Get the date before or after a specified number of quarters: elapse@q("2020-02-27",-3) // Return 2019-05-27
Get the date after N workdays: workday(date("2022-01-01"),25) // Return 2022-02-04
String functions: check if a string consists entirely of numbers: isdigit("12345") // Return true
Get a string before a specified substring: substr@l("abCDcdef","cd") // Return abCD
Split a string into an array of substrings by vertical bar: "aa|bb|cc".split("|") // Return ["aa","bb","cc"]
SPL also offers many other functions, for example, get a date before or after specified number of years, get which quarter the date belongs to, split a string according to a regular expression, get words from a string, split HTML by the specific marker, etc.
It is worth mentioning that in order to further improve development efficiency, SPL invents unique function syntax. For example, we can use option to distinguish similar functions. If we only want to filter out the first record that meets condition, we can use the option @1:
T.select@1(Amount>1000)
If we want to search for the first record from back to front, we can use the option @z:
T.select@z1(Amount>1000)
SPL provides JDBC driver, through which it can be easily integrated into Java code: Simple SPL code can be embedded directly in Java like SQL:
String jsonStr=… //Json string
Class.forName("com.esproc.jdbc.InternalDriver");
Connection connection =DriverManager.getConnection("jdbc:esproc:local://");
Statement statement = connection.createStatement();
String query="=json(json($["+jsonStr+"]).conj(Orders).select((Amount>1000 && Amount<=2000)))";
ResultSet result = statement.executeQuery(query);
For complex SPL code, we can save it as a script file first, and then invoke it by a Java program in the way of invoking a stored procedure, which can effectively reduce the coupling between computing code and front-end application.

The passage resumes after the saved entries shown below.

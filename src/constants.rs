//! Constants for the DhanHQ live market feed.
//!
//! Contains WebSocket endpoints, binary frame sizes, and per-message
//! subscription limits. These are used internally by
//! [`FeedSession`](crate::ws::session::FeedSession) and the codec, but are
//! also exported for advanced usage.

// ---------------------------------------------------------------------------
// WebSocket URLs
// ---------------------------------------------------------------------------

/// WebSocket endpoint for the live market feed (binary, v1 and v2).
pub const WS_MARKET_FEED_URL: &str = "wss://api-feed.dhan.co";

/// WebSocket endpoint for 20-level full market depth (binary).
pub const WS_DEPTH_20_URL: &str = "wss://depth-api-feed.dhan.co/twentydepth";

/// WebSocket endpoint for 200-level full market depth (binary).
pub const WS_DEPTH_200_URL: &str = "wss://full-depth-api.dhan.co/twohundreddepth";

/// `authType` query value (and v1 auth frame marker) for access-token auth.
pub const AUTH_TYPE: &str = "2";

// ---------------------------------------------------------------------------
// Binary frame layout
// ---------------------------------------------------------------------------

/// Request header sent ahead of every v1 binary request (`<bH30s50s>`).
pub const REQUEST_HEADER_LEN: usize = 83;

/// Client ID field width inside the request header.
pub const CLIENT_ID_LEN: usize = 30;

/// Reserved zero block inside the request header.
pub const HEADER_RESERVED_LEN: usize = 50;

/// Access token field width inside the v1 auth frame.
pub const ACCESS_TOKEN_LEN: usize = 500;

/// Auth-type marker appended to the v1 auth frame.
pub const AUTH_TYPE_MARKER: &[u8; 2] = b"2P";

/// One instrument slot in a v1 subscription frame: segment byte + 20-byte id.
pub const INSTRUMENT_SLOT_LEN: usize = 21;

/// Security ID field width inside an instrument slot.
pub const SECURITY_ID_LEN: usize = 20;

/// Response header on every standard feed packet (`<BHBI>`).
pub const RESPONSE_HEADER_LEN: usize = 8;

/// Response header on every full-depth message (`<hBBiI>`).
pub const DEPTH_HEADER_LEN: usize = 12;

/// One full-depth row (`<dII>`).
pub const DEPTH_ROW_LEN: usize = 16;

/// Rows carried by a 20-level depth message.
pub const DEPTH_20_ROWS: usize = 20;

/// Upper bound on rows read from a 200-level depth message.
pub const DEPTH_200_MAX_ROWS: usize = 200;

// ---------------------------------------------------------------------------
// Subscription limits
// ---------------------------------------------------------------------------

/// WebSocket subscription constraints.
pub mod limits {
    /// Maximum instruments per subscribe message on the v1/v2 feed.
    pub const FEED_BATCH_SIZE: usize = 100;
    /// Maximum instruments per subscribe message on the 20-depth feed.
    pub const DEPTH_20_BATCH_SIZE: usize = 50;
    /// The 200-depth feed takes exactly one instrument per message.
    pub const DEPTH_200_BATCH_SIZE: usize = 1;
    /// Fixed slot count of a v1 binary subscription frame.
    pub const FEED_PACKET_SLOTS: usize = 100;
    /// Fixed slot count of a full-depth binary subscription frame.
    pub const DEPTH_PACKET_SLOTS: usize = 50;
    /// Maximum instruments tracked by a single connection.
    pub const MAX_INSTRUMENTS_PER_CONNECTION: usize = 5000;
}
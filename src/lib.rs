//! # dhan-feed
//!
//! An async client for the [DhanHQ](https://dhanhq.co/docs/v2/) live market
//! feed: connection and authentication, batched instrument subscriptions,
//! and decoding of the feed's binary packets into typed ticks, including the
//! 20- and 200-level full market depth feeds.
//!
//! ## Quick Start
//!
//! ```no_run
//! use dhan_feed::{FeedConfigBuilder, FeedSession};
//! use dhan_feed::types::{ExchangeSegment, FeedType, InstrumentSpec};
//!
//! #[tokio::main]
//! async fn main() -> dhan_feed::Result<()> {
//!     let config = FeedConfigBuilder::new("your-client-id", "your-access-token")
//!         .instrument(InstrumentSpec::with_feed_type(ExchangeSegment::NSE_EQ, "1333", FeedType::Ticker))
//!         .build();
//!
//!     let mut session = FeedSession::new(config)?;
//!     session.run().await?;
//!
//!     while let Some(tick) = session.next_tick().await? {
//!         println!("{tick:?}");
//!     }
//!     Ok(())
//! }
//! ```
//!
//! ## Organization
//!
//! - [`config`]: Credentials and session configuration
//! - [`types`]: Enums, instrument identities, decoded ticks
//! - [`ws`]: Codec, batching and the session itself
//! - [`error`]: Error taxonomy

pub mod config;
pub mod constants;
pub mod error;
pub mod types;
pub mod ws;

/// Re-export the configuration types at crate root for convenience.
pub use config::{Credentials, FeedConfig, FeedConfigBuilder};
/// Re-export the error type and Result alias.
pub use error::{DhanError, Result};
/// Re-export the session and its background handle.
pub use ws::runner::FeedHandle;
pub use ws::session::{AuthState, FeedSession, SessionState};
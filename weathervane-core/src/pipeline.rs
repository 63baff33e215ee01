//! The tick loop: resolve targets, fetch and normalize each one
//! independently, append the successes as one batch, export the recent
//! window, then sleep or terminate.

use async_trait::async_trait;
use chrono::{DateTime, Utc};
use std::time::Duration;
use tokio_util::sync::CancellationToken;
use tracing::{info, warn};

use anyhow::Result;

use crate::{
    config::AppConfig,
    error::FetchError,
    export::{self, ExportSettings},
    model::{Location, Observation},
    provider::WeatherSource,
    store::Store,
    targets,
};

/// Time source for the pipeline. Injectable so tests can run many ticks
/// without real delays.
#[async_trait]
pub trait Clock: Send + Sync {
    fn now(&self) -> DateTime<Utc>;
    async fn sleep(&self, duration: Duration);
}

/// Wall-clock time and real sleeps.
#[derive(Debug, Clone, Copy, Default)]
pub struct SystemClock;

#[async_trait]
impl Clock for SystemClock {
    fn now(&self) -> DateTime<Utc> {
        Utc::now()
    }

    async fn sleep(&self, duration: Duration) {
        tokio::time::sleep(duration).await;
    }
}

/// What one tick did: rows appended and the per-target failures collected
/// along the way.
#[derive(Debug, Clone, PartialEq, Eq)]
pub struct TickReport {
    pub inserted: usize,
    pub errors: Vec<String>,
}

/// Orchestrates the ETL. Holds no state across ticks beyond the store
/// itself; the target list is re-resolved fresh every tick so config can
/// change between polls without a restart.
pub struct Pipeline {
    config: AppConfig,
    store: Store,
    source: Box<dyn WeatherSource>,
    clock: Box<dyn Clock>,
}

impl Pipeline {
    pub fn new(config: AppConfig, store: Store, source: Box<dyn WeatherSource>) -> Self {
        Self::with_clock(config, store, source, Box::new(SystemClock))
    }

    pub fn with_clock(
        config: AppConfig,
        store: Store,
        source: Box<dyn WeatherSource>,
        clock: Box<dyn Clock>,
    ) -> Self {
        Self { config, store, source, clock }
    }

    /// Run the loop until single-shot completion or cancellation.
    ///
    /// Cancellation is only observed during the inter-tick sleep; a tick in
    /// flight always completes (and commits) first, so no work is lost.
    pub async fn run(&self, shutdown: CancellationToken) -> Result<()> {
        self.store.ensure_schema().await?;

        loop {
            self.run_tick().await?;

            if self.config.run_once {
                return Ok(());
            }

            let interval = Duration::from_secs(self.config.poll_interval_secs);
            info!(seconds = self.config.poll_interval_secs, "sleeping before next poll");

            tokio::select! {
                () = self.clock.sleep(interval) => {}
                () = shutdown.cancelled() => {
                    info!("shutdown requested; stopping poll loop");
                    return Ok(());
                }
            }
        }
    }

    /// One full pass over all targets.
    ///
    /// A failing target is recorded and never aborts its siblings; the batch
    /// keeps the resolver's target order. Store and CSV-export failures are
    /// serious and propagate, terminating the tick.
    pub async fn run_tick(&self) -> Result<TickReport> {
        // Resolved once and reused for both fetching and the summary log.
        let targets = targets::resolve(&self.config);

        let mut batch: Vec<Observation> = Vec::with_capacity(targets.len());
        let mut errors: Vec<String> = Vec::new();

        for target in &targets {
            match self.fetch_one(target).await {
                Ok(obs) => {
                    info!(
                        city = %target.city_name,
                        latitude = target.latitude,
                        longitude = target.longitude,
                        "fetched current weather"
                    );
                    batch.push(obs);
                }
                Err(err) => errors.push(format!("{}: {err}", target.city_name)),
            }
        }

        if batch.is_empty() {
            info!("no data inserted; all fetches failed");
        } else {
            self.store.append(&batch).await?;

            let cities: Vec<&str> = batch.iter().map(|o| o.city_name.as_str()).collect();
            info!(
                rows = batch.len(),
                cities = ?cities,
                db = %self.config.db_path.display(),
                "inserted batch"
            );

            let settings = ExportSettings {
                dir: self.config.export_dir.clone(),
                parquet: self.config.parquet,
            };
            export::export_recent(&self.store, &settings, self.config.export_days, self.clock.now())
                .await?;
        }

        for err in &errors {
            warn!("{err}");
        }

        Ok(TickReport { inserted: batch.len(), errors })
    }

    async fn fetch_one(&self, target: &Location) -> Result<Observation, FetchError> {
        let payload = self.source.current(target.latitude, target.longitude).await?;
        Observation::from_current(&payload, &target.city_name, self.clock.now())
    }
}
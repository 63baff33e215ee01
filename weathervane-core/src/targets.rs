//! Three-tier resolution of the cities to poll.

use std::{fs, path::Path};

use anyhow::{Context, Result, bail};
use tracing::warn;

use crate::{config::AppConfig, model::Location};

/// Built-in fallback targets, used when neither an override nor a usable
/// cities file is configured.
pub fn default_targets() -> Vec<Location> {
    vec![
        Location {
            city_name: "Amsterdam".to_string(),
            latitude: 52.3676,
            longitude: 4.9041,
        },
        Location {
            city_name: "Rotterdam".to_string(),
            latitude: 51.9244,
            longitude: 4.4777,
        },
        Location {
            city_name: "Eindhoven".to_string(),
            latitude: 51.4416,
            longitude: 5.4697,
        },
    ]
}

/// Resolve the ordered target list for one tick. Never returns an empty list.
///
/// Precedence: single-target override, then the cities JSON file, then the
/// built-in defaults. A cities file with any malformed entry is rejected as
/// a whole (warned, fall through); so is an empty one.
pub fn resolve(config: &AppConfig) -> Vec<Location> {
    if let Some(target) = &config.target_override {
        return vec![target.clone()];
    }

    let path = &config.cities_config;
    if path.exists() {
        match load_cities_file(path) {
            Ok(cities) if !cities.is_empty() => return cities,
            Ok(_) => warn!(
                path = %path.display(),
                "cities file is empty; falling back to built-in defaults"
            ),
            Err(err) => warn!(
                path = %path.display(),
                error = %err,
                "failed to load cities file; falling back to built-in defaults"
            ),
        }
    }

    default_targets()
}

fn load_cities_file(path: &Path) -> Result<Vec<Location>> {
    let contents = fs::read_to_string(path)
        .with_context(|| format!("Failed to read cities file: {}", path.display()))?;

    let value: serde_json::Value = serde_json::from_str(&contents)
        .with_context(|| format!("Failed to parse cities file: {}", path.display()))?;

    if !value.is_array() {
        bail!("cities config must be a JSON array of objects");
    }

    // One malformed entry rejects the whole file; a partially-valid list is
    // never partially accepted.
    let cities: Vec<Location> = serde_json::from_value(value)
        .context("City entry missing required keys (city_name, latitude, longitude)")?;

    Ok(cities)
}
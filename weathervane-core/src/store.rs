//! Append-only SQLite table of observations.

use std::{fs, path::Path};

use anyhow::{Context, Result};
use chrono::{DateTime, SecondsFormat, Utc};
use sqlx::{
    Row, SqlitePool,
    sqlite::{SqliteConnectOptions, SqlitePoolOptions},
};
use tracing::info;

use crate::model::Observation;

/// Row ordering for [`Store::query_since`].
#[derive(Debug, Clone, Copy, PartialEq, Eq)]
pub enum Order {
    Asc,
    Desc,
}

/// An [`Observation`] as read back from the store, with its surrogate key.
#[derive(Debug, Clone, PartialEq)]
pub struct StoredObservation {
    pub id: i64,
    pub observation: Observation,
}

/// Handle to the durable observation table. Rows are only ever appended;
/// nothing here deletes or updates.
#[derive(Debug, Clone)]
pub struct Store {
    pool: SqlitePool,
}

impl Store {
    /// Open (creating if missing) the database file at `path`.
    pub async fn open(path: &Path) -> Result<Self> {
        if let Some(parent) = path.parent() {
            if !parent.as_os_str().is_empty() {
                fs::create_dir_all(parent).with_context(|| {
                    format!("Failed to create database directory: {}", parent.display())
                })?;
            }
        }

        let options = SqliteConnectOptions::new().filename(path).create_if_missing(true);
        let pool = SqlitePoolOptions::new()
            .connect_with(options)
            .await
            .with_context(|| format!("Failed to open database: {}", path.display()))?;

        Ok(Self { pool })
    }

    /// In-memory database for tests. A single connection keeps the schema
    /// alive for the pool's lifetime.
    pub async fn open_in_memory() -> Result<Self> {
        let pool = SqlitePoolOptions::new()
            .max_connections(1)
            .connect("sqlite::memory:")
            .await
            .context("Failed to open in-memory database")?;

        Ok(Self { pool })
    }

    /// Create the observation table if absent. Idempotent; safe to call on
    /// every process start.
    pub async fn ensure_schema(&self) -> Result<()> {
        sqlx::query(
            "CREATE TABLE IF NOT EXISTS weather (
                id INTEGER PRIMARY KEY AUTOINCREMENT,
                city_name TEXT NOT NULL,
                temperature_c REAL,
                temperature_f REAL,
                wind_speed REAL,
                fetched_at TEXT NOT NULL
            )",
        )
        .execute(&self.pool)
        .await
        .context("Failed to create weather table")?;

        Ok(())
    }

    /// Append a batch in one transaction: all rows become visible together,
    /// or none do. An empty batch is a logged no-op.
    pub async fn append(&self, batch: &[Observation]) -> Result<()> {
        if batch.is_empty() {
            info!("no rows to insert");
            return Ok(());
        }

        let mut tx = self.pool.begin().await.context("Failed to begin transaction")?;

        for obs in batch {
            sqlx::query(
                "INSERT INTO weather (city_name, temperature_c, temperature_f, wind_speed, fetched_at)
                 VALUES (?1, ?2, ?3, ?4, ?5)",
            )
            .bind(&obs.city_name)
            .bind(obs.temperature_c)
            .bind(obs.temperature_f)
            .bind(obs.wind_speed)
            .bind(format_timestamp(obs.fetched_at))
            .execute(&mut *tx)
            .await
            .with_context(|| format!("Failed to insert row for {}", obs.city_name))?;
        }

        tx.commit().await.context("Failed to commit batch")?;

        Ok(())
    }

    /// All rows with `fetched_at >= cutoff`. An empty result is valid.
    pub async fn query_since(
        &self,
        cutoff: DateTime<Utc>,
        order: Order,
    ) -> Result<Vec<StoredObservation>> {
        // Ties on fetched_at break by insertion order so batches read back
        // in the order they were assembled.
        let sql = match order {
            Order::Asc => {
                "SELECT id, city_name, temperature_c, temperature_f, wind_speed, fetched_at
                 FROM weather WHERE fetched_at >= ?1 ORDER BY fetched_at ASC, id ASC"
            }
            Order::Desc => {
                "SELECT id, city_name, temperature_c, temperature_f, wind_speed, fetched_at
                 FROM weather WHERE fetched_at >= ?1 ORDER BY fetched_at DESC, id DESC"
            }
        };

        let rows = sqlx::query(sql)
            .bind(format_timestamp(cutoff))
            .fetch_all(&self.pool)
            .await
            .context("Failed to query observations")?;

        rows.into_iter()
            .map(|row| {
                let fetched_at: String = row.get("fetched_at");
                let fetched_at = DateTime::parse_from_rfc3339(&fetched_at)
                    .with_context(|| format!("Invalid fetched_at in store: {fetched_at}"))?
                    .with_timezone(&Utc);

                Ok(StoredObservation {
                    id: row.get("id"),
                    observation: Observation {
                        city_name: row.get("city_name"),
                        temperature_c: row.get("temperature_c"),
                        temperature_f: row.get("temperature_f"),
                        wind_speed: row.get("wind_speed"),
                        fetched_at,
                    },
                })
            })
            .collect()
    }

    /// Total row count, mostly useful for reporting and tests.
    pub async fn row_count(&self) -> Result<i64> {
        let row = sqlx::query("SELECT COUNT(*) AS n FROM weather")
            .fetch_one(&self.pool)
            .await
            .context("Failed to count observations")?;

        Ok(row.get("n"))
    }
}

/// Fixed-width RFC 3339 UTC text, so lexicographic comparison in SQL matches
/// chronological order.
fn format_timestamp(ts: DateTime<Utc>) -> String {
    ts.to_rfc3339_opts(SecondsFormat::Micros, false)
}

#[cfg(test)]
mod tests {
    use super::*;
    use chrono::Duration;

    fn observation(city: &str, temp: f64, fetched_at: DateTime<Utc>) -> Observation {
        Observation {
            city_name: city.to_string(),
            temperature_c: temp,
            temperature_f: temp * 9.0 / 5.0 + 32.0,
            wind_speed: 3.2,
            fetched_at,
        }
    }

    async fn fresh_store() -> Store {
        let store = Store::open_in_memory().await.unwrap();
        store.ensure_schema().await.unwrap();
        store
    }

    #[tokio::test]
    async fn ensure_schema_is_idempotent() {
        let store = fresh_store().await;
        store.append(&[observation("Amsterdam", 10.0, Utc::now())]).await.unwrap();

        store.ensure_schema().await.unwrap();

        assert_eq!(store.row_count().await.unwrap(), 1);
    }

    #[tokio::test]
    async fn empty_batch_is_a_no_op() {
        let store = fresh_store().await;
        store.append(&[]).await.unwrap();

        assert_eq!(store.row_count().await.unwrap(), 0);
    }

    #[tokio::test]
    async fn append_round_trips_values() {
        let store = fresh_store().await;
        let now = Utc::now();
        store.append(&[observation("Amsterdam", 10.0, now)]).await.unwrap();

        let rows = store.query_since(now - Duration::days(1), Order::Asc).await.unwrap();
        assert_eq!(rows.len(), 1);

        let obs = &rows[0].observation;
        assert_eq!(obs.city_name, "Amsterdam");
        assert_eq!(obs.temperature_c, 10.0);
        assert_eq!(obs.temperature_f, 50.0);
        assert_eq!(obs.wind_speed, 3.2);
        assert_eq!(obs.fetched_at, now);
        assert!(rows[0].id > 0);
    }

    #[tokio::test]
    async fn query_since_respects_cutoff_and_order() {
        let store = fresh_store().await;
        let now = Utc::now();

        store
            .append(&[
                observation("Old", 1.0, now - Duration::days(10)),
                observation("Mid", 2.0, now - Duration::days(3)),
                observation("New", 3.0, now),
            ])
            .await
            .unwrap();

        let asc = store.query_since(now - Duration::days(7), Order::Asc).await.unwrap();
        let names: Vec<&str> =
            asc.iter().map(|r| r.observation.city_name.as_str()).collect();
        assert_eq!(names, ["Mid", "New"]);

        let desc = store.query_since(now - Duration::days(7), Order::Desc).await.unwrap();
        let names: Vec<&str> =
            desc.iter().map(|r| r.observation.city_name.as_str()).collect();
        assert_eq!(names, ["New", "Mid"]);
    }

    #[tokio::test]
    async fn row_count_grows_monotonically_across_batches() {
        let store = fresh_store().await;
        let now = Utc::now();

        let mut previous = 0;
        for tick in 0..3 {
            store
                .append(&[
                    observation("Amsterdam", 10.0 + f64::from(tick), now),
                    observation("Rotterdam", 11.0 + f64::from(tick), now),
                ])
                .await
                .unwrap();

            let count = store.row_count().await.unwrap();
            assert!(count > previous);
            previous = count;
        }

        assert_eq!(previous, 6);
    }

    #[tokio::test]
    async fn failed_append_leaves_no_partial_batch() {
        let store = fresh_store().await;
        let now = Utc::now();
        store.append(&[observation("Existing", 1.0, now)]).await.unwrap();

        // Reject one city at the SQL level so the batch fails mid-insert.
        sqlx::query(
            "CREATE TRIGGER reject_rotterdam BEFORE INSERT ON weather
             WHEN NEW.city_name = 'Rotterdam'
             BEGIN SELECT RAISE(ABORT, 'rejected by trigger'); END",
        )
        .execute(&store.pool)
        .await
        .unwrap();

        let err = store
            .append(&[
                observation("Amsterdam", 10.0, now),
                observation("Rotterdam", 11.0, now),
                observation("Eindhoven", 12.0, now),
            ])
            .await
            .unwrap_err();
        assert!(err.to_string().contains("Rotterdam"));

        // The Amsterdam insert succeeded inside the transaction but must
        // have been rolled back with the rest of the batch.
        assert_eq!(store.row_count().await.unwrap(), 1);
        let rows = store.query_since(now - Duration::days(1), Order::Asc).await.unwrap();
        assert_eq!(rows[0].observation.city_name, "Existing");
    }

    #[tokio::test]
    async fn ties_on_fetched_at_keep_insertion_order() {
        let store = fresh_store().await;
        let now = Utc::now();

        store
            .append(&[
                observation("First", 1.0, now),
                observation("Second", 2.0, now),
                observation("Third", 3.0, now),
            ])
            .await
            .unwrap();

        let rows = store.query_since(now - Duration::days(1), Order::Asc).await.unwrap();
        let names: Vec<&str> =
            rows.iter().map(|r| r.observation.city_name.as_str()).collect();
        assert_eq!(names, ["First", "Second", "Third"]);
    }
}
use std::path::PathBuf;

use anyhow::{Context, Result};
use chrono::Utc;
use clap::{Args, Parser, Subcommand};
use tokio_util::sync::CancellationToken;
use weathervane_core::{
    AppConfig, Config, ExportSettings, Location, OpenWeather, Order, Pipeline, Store,
    export_recent,
};

/// Top-level CLI struct.
#[derive(Debug, Parser)]
#[command(name = "weathervane", version, about = "Weather polling ETL")]
pub struct Cli {
    #[command(subcommand)]
    pub command: Command,
}

#[derive(Debug, Subcommand)]
pub enum Command {
    /// Poll the configured targets, persist observations, export the recent window.
    Run(RunArgs),

    /// Store the OpenWeather API key.
    Configure,

    /// One-off export of the recent window from an existing store.
    Export {
        /// Lookback window in days.
        #[arg(long, default_value_t = 7)]
        days: i64,

        #[arg(long, default_value = "data/weather.db")]
        db: PathBuf,

        #[arg(long, default_value = "data/exports")]
        export_dir: PathBuf,

        /// Skip the secondary Parquet file.
        #[arg(long)]
        no_parquet: bool,
    },

    /// Print recent observations, oldest first.
    Recent {
        /// Lookback window in days.
        #[arg(long, default_value_t = 7)]
        days: i64,

        #[arg(long, default_value = "data/weather.db")]
        db: PathBuf,
    },
}

#[derive(Debug, Args)]
pub struct RunArgs {
    /// Run a single tick and exit.
    #[arg(long)]
    pub once: bool,

    /// Seconds to sleep between polls.
    #[arg(long, default_value_t = 86_400)]
    pub interval_secs: u64,

    /// Lookback window in days for each export; 0 disables exporting.
    #[arg(long, default_value_t = 7)]
    pub days: i64,

    #[arg(long, default_value = "data/weather.db")]
    pub db: PathBuf,

    #[arg(long, default_value = "data/exports")]
    pub export_dir: PathBuf,

    /// JSON list of cities to poll.
    #[arg(long, default_value = "cities.json")]
    pub cities: PathBuf,

    /// Poll a single city instead of the configured list.
    #[arg(long, requires = "lat")]
    pub city: Option<String>,

    #[arg(long, requires = "lon")]
    pub lat: Option<f64>,

    #[arg(long, requires = "city")]
    pub lon: Option<f64>,

    /// Skip the secondary Parquet export.
    #[arg(long)]
    pub no_parquet: bool,

    /// Override the stored API key for this run.
    #[arg(long)]
    pub api_key: Option<String>,
}

impl Cli {
    pub async fn run(self) -> Result<()> {
        match self.command {
            Command::Run(args) => run_pipeline(args).await,
            Command::Configure => configure(),
            Command::Export { days, db, export_dir, no_parquet } => {
                export_once(days, db, export_dir, !no_parquet).await
            }
            Command::Recent { days, db } => print_recent(days, db).await,
        }
    }
}

async fn run_pipeline(args: RunArgs) -> Result<()> {
    let file_cfg = Config::load()?;
    let api_key = args.api_key.or(file_cfg.api_key);

    let target_override = match (args.city, args.lat, args.lon) {
        (Some(city_name), Some(latitude), Some(longitude)) => {
            Some(Location { city_name, latitude, longitude })
        }
        _ => None,
    };

    let config = AppConfig {
        api_key: api_key.clone(),
        poll_interval_secs: args.interval_secs,
        run_once: args.once,
        export_days: args.days,
        db_path: args.db,
        export_dir: args.export_dir,
        cities_config: args.cities,
        target_override,
        parquet: !args.no_parquet,
    };

    let store = Store::open(&config.db_path).await?;
    let source = OpenWeather::new(api_key)?;
    let pipeline = Pipeline::new(config, store, Box::new(source));

    let shutdown = CancellationToken::new();
    let signal_token = shutdown.clone();
    tokio::spawn(async move {
        if tokio::signal::ctrl_c().await.is_ok() {
            signal_token.cancel();
        }
    });

    pipeline.run(shutdown).await
}

fn configure() -> Result<()> {
    let mut cfg = Config::load()?;

    let key = inquire::Text::new("OpenWeather API key:").prompt()?;
    cfg.api_key = Some(key.trim().to_string());
    cfg.save()?;

    println!("Saved API key to {}", Config::config_file_path()?.display());
    Ok(())
}

async fn export_once(days: i64, db: PathBuf, export_dir: PathBuf, parquet: bool) -> Result<()> {
    let store = Store::open(&db).await?;
    store.ensure_schema().await?;

    let settings = ExportSettings { dir: export_dir, parquet };
    export_recent(&store, &settings, days, Utc::now()).await
}

async fn print_recent(days: i64, db: PathBuf) -> Result<()> {
    let store = Store::open(&db).await?;
    store.ensure_schema().await?;

    let cutoff = chrono::Duration::try_days(days)
        .and_then(|window| Utc::now().checked_sub_signed(window))
        .with_context(|| format!("Lookback window of {days} day(s) is out of range"))?;
    let rows = store.query_since(cutoff, Order::Asc).await?;

    if rows.is_empty() {
        println!("No observations in the last {days} day(s). Run the ETL first.");
        return Ok(());
    }

    for row in rows {
        let obs = &row.observation;
        println!(
            "{}  {:<16} {:>6.1} C {:>6.1} F  wind {:>5.1} m/s",
            obs.fetched_at.format("%Y-%m-%d %H:%M"),
            obs.city_name,
            obs.temperature_c,
            obs.temperature_f,
            obs.wind_speed,
        );
    }

    Ok(())
}
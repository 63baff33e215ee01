//! Binary crate for the `weathervane` command-line tool.
//!
//! This crate focuses on:
//! - Parsing CLI arguments
//! - Interactive credential configuration
//! - Wiring the core pipeline to signals and logging

use clap::Parser;
use tracing_subscriber::EnvFilter;

mod cli;

#[tokio::main]
async fn main() -> anyhow::Result<()> {
    tracing_subscriber::fmt()
        .with_env_filter(
            EnvFilter::try_from_default_env().unwrap_or_else(|_| EnvFilter::new("info")),
        )
        .init();

    let cmd = cli::Cli::parse();
    cmd.run().await
}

Class.forName("com.esproc.jdbc.InternalDriver");
Connection conn =DriverManager.getConnection("jdbc:esproc:local://");
CallableStatement statement = conn.prepareCall("{call getRestful(?, ?)}");
statement.setObject(1, "2020-01-01");
statement.setObject(2, "2020-01-31");
statement.execute();
SPL is an interpreted language, and the outside-application SPL code can be executed without compiling. In addition, SPL supports non-stop hot deployment, this makes it suitable for the changing business logic, and makes O&M complexity low.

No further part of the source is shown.